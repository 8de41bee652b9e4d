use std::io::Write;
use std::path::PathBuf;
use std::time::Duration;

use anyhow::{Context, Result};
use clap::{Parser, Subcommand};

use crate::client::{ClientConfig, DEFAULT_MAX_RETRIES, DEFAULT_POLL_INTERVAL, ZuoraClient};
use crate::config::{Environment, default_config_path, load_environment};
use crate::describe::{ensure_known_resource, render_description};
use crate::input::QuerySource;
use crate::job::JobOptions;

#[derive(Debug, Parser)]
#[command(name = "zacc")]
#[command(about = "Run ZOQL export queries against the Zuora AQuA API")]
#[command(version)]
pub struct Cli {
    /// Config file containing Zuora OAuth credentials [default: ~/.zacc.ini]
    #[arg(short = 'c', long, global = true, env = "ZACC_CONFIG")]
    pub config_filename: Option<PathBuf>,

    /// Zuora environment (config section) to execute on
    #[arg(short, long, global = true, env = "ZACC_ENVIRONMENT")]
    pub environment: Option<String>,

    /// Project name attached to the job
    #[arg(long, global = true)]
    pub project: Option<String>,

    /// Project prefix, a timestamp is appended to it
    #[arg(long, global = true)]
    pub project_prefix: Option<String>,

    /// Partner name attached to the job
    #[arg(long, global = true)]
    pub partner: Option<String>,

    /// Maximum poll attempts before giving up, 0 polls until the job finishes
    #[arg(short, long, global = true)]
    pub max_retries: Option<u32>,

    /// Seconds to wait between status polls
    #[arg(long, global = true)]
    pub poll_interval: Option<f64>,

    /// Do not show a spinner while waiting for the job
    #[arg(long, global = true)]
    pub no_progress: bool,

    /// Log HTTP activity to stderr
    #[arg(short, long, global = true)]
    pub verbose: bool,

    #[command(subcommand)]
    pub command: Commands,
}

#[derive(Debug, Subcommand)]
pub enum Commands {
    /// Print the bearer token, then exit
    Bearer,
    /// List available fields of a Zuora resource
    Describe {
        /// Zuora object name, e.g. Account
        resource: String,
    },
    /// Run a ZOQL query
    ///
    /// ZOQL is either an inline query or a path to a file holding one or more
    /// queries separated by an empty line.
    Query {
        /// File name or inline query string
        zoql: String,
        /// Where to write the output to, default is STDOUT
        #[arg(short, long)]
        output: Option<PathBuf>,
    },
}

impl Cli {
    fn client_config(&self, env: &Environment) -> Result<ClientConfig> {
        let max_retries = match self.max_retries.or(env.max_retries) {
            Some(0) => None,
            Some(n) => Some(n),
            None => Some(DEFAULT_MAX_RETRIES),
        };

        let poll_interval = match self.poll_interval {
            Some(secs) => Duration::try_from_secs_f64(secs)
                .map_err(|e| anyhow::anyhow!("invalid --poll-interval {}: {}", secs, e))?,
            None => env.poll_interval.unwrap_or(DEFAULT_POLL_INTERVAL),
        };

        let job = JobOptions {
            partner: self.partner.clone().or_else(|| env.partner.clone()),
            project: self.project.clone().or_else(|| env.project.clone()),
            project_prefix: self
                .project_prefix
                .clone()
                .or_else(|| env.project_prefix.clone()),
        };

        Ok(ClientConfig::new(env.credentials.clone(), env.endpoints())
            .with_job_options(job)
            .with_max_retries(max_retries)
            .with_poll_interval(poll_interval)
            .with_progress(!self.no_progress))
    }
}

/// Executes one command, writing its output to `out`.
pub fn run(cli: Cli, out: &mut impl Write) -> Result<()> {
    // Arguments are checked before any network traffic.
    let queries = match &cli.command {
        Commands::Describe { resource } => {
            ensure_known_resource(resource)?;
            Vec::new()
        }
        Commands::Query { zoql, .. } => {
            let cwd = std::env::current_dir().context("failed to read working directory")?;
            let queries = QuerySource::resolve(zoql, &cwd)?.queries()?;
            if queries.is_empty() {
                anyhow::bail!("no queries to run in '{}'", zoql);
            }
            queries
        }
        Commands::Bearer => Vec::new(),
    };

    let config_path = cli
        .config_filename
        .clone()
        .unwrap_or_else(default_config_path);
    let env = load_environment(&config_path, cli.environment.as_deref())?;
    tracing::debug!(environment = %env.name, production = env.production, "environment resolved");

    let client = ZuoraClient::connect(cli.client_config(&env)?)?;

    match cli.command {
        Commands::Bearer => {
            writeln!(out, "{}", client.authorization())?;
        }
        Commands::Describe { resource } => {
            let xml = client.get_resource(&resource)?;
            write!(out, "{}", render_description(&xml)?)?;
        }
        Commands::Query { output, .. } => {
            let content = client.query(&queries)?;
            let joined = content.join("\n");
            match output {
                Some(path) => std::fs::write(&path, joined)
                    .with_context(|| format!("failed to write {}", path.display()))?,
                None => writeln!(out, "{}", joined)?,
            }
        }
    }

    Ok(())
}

================================

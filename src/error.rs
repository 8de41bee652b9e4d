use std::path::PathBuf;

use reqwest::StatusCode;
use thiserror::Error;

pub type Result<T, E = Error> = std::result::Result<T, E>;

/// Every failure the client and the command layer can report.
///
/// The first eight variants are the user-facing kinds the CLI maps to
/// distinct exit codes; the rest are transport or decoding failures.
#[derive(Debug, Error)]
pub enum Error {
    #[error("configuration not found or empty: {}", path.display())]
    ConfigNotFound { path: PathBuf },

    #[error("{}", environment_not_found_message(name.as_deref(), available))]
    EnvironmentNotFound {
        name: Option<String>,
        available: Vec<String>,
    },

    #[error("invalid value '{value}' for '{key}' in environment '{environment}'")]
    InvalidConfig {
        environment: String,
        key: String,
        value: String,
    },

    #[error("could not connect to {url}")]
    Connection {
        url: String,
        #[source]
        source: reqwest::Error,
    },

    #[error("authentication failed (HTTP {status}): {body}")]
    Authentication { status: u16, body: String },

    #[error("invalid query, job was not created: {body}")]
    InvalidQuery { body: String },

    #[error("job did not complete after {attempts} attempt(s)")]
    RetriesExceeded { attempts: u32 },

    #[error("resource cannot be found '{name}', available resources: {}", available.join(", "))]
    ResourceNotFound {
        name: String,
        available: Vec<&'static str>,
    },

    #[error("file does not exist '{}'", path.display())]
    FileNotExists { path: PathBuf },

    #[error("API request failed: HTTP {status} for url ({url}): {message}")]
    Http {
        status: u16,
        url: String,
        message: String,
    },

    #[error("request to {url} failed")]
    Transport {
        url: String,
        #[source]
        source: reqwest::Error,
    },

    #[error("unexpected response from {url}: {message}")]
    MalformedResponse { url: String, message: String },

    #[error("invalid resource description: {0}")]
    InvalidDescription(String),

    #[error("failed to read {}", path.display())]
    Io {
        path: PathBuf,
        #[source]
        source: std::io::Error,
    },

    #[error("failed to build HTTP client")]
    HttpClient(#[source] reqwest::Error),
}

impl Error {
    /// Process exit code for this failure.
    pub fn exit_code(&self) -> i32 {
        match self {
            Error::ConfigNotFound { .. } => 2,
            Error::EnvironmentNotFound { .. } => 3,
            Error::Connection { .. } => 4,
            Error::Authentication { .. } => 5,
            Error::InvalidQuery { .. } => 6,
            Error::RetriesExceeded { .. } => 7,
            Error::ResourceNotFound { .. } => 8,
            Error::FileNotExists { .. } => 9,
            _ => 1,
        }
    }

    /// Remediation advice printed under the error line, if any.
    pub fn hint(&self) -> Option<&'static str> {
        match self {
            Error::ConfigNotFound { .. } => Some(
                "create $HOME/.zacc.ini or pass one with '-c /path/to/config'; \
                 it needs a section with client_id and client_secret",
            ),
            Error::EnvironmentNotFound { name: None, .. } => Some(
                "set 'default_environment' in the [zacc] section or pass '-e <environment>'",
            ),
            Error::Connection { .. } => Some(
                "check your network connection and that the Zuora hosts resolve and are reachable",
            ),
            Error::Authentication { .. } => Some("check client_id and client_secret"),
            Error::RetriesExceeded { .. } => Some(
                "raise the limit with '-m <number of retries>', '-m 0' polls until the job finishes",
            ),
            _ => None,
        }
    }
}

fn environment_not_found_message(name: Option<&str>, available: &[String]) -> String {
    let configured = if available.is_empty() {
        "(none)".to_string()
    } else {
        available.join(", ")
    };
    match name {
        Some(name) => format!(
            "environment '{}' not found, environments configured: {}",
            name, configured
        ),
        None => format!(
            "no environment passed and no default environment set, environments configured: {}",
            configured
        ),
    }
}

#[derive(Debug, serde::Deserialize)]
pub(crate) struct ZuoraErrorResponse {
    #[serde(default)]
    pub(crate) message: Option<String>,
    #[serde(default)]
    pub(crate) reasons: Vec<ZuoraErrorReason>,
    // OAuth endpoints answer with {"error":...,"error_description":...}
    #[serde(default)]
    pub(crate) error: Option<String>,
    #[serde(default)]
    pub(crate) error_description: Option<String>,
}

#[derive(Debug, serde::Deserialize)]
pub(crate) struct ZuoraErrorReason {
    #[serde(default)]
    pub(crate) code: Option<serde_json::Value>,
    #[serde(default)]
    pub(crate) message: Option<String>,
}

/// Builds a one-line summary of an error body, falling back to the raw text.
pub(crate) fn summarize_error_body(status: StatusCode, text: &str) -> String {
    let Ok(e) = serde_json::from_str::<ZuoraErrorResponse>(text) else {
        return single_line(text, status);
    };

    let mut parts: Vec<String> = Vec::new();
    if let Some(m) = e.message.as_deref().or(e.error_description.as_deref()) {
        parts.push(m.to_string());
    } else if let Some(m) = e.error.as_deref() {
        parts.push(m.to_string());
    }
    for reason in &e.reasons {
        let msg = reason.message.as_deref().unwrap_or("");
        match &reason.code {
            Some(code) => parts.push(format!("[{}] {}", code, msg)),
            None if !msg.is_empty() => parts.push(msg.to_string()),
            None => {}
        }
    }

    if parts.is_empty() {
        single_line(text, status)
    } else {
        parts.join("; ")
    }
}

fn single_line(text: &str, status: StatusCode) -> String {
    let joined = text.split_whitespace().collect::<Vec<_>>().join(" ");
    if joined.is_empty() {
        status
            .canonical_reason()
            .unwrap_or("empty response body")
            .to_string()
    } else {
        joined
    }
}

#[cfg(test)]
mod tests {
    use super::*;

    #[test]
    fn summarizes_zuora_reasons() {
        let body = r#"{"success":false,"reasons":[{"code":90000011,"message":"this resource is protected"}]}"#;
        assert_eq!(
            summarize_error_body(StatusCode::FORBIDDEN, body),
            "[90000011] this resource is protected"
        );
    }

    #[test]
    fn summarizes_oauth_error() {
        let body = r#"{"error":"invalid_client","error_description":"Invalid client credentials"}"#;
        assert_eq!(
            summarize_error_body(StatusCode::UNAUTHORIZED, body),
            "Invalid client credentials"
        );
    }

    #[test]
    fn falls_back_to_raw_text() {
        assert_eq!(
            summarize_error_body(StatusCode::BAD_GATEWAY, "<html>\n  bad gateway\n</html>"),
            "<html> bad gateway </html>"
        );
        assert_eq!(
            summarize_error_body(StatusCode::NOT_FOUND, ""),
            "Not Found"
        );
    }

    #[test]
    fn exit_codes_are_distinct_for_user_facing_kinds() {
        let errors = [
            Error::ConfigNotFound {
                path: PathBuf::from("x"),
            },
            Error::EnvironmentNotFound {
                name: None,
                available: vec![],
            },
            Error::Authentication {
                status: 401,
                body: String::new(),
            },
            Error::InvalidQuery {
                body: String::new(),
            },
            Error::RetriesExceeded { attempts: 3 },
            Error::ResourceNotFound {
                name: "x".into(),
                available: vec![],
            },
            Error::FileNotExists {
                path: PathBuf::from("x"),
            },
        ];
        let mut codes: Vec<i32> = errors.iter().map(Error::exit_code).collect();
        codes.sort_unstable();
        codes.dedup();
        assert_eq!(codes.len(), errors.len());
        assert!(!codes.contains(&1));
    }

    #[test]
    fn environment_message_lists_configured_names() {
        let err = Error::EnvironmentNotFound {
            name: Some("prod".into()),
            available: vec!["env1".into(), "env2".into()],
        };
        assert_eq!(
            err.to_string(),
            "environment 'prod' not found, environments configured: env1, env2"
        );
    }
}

================================

### What you will do
When a line of the records has the word "clone", pick it out and copy it.

### Problem solution
            partner: self.partner.clone().or_else(|| env.partner.clone()),
            project: self.project.clone().or_else(|| env.project.clone()),
                .clone()
                .or_else(|| env.project_prefix.clone()),
        Ok(ClientConfig::new(env.credentials.clone(), env.endpoints())
        .clone()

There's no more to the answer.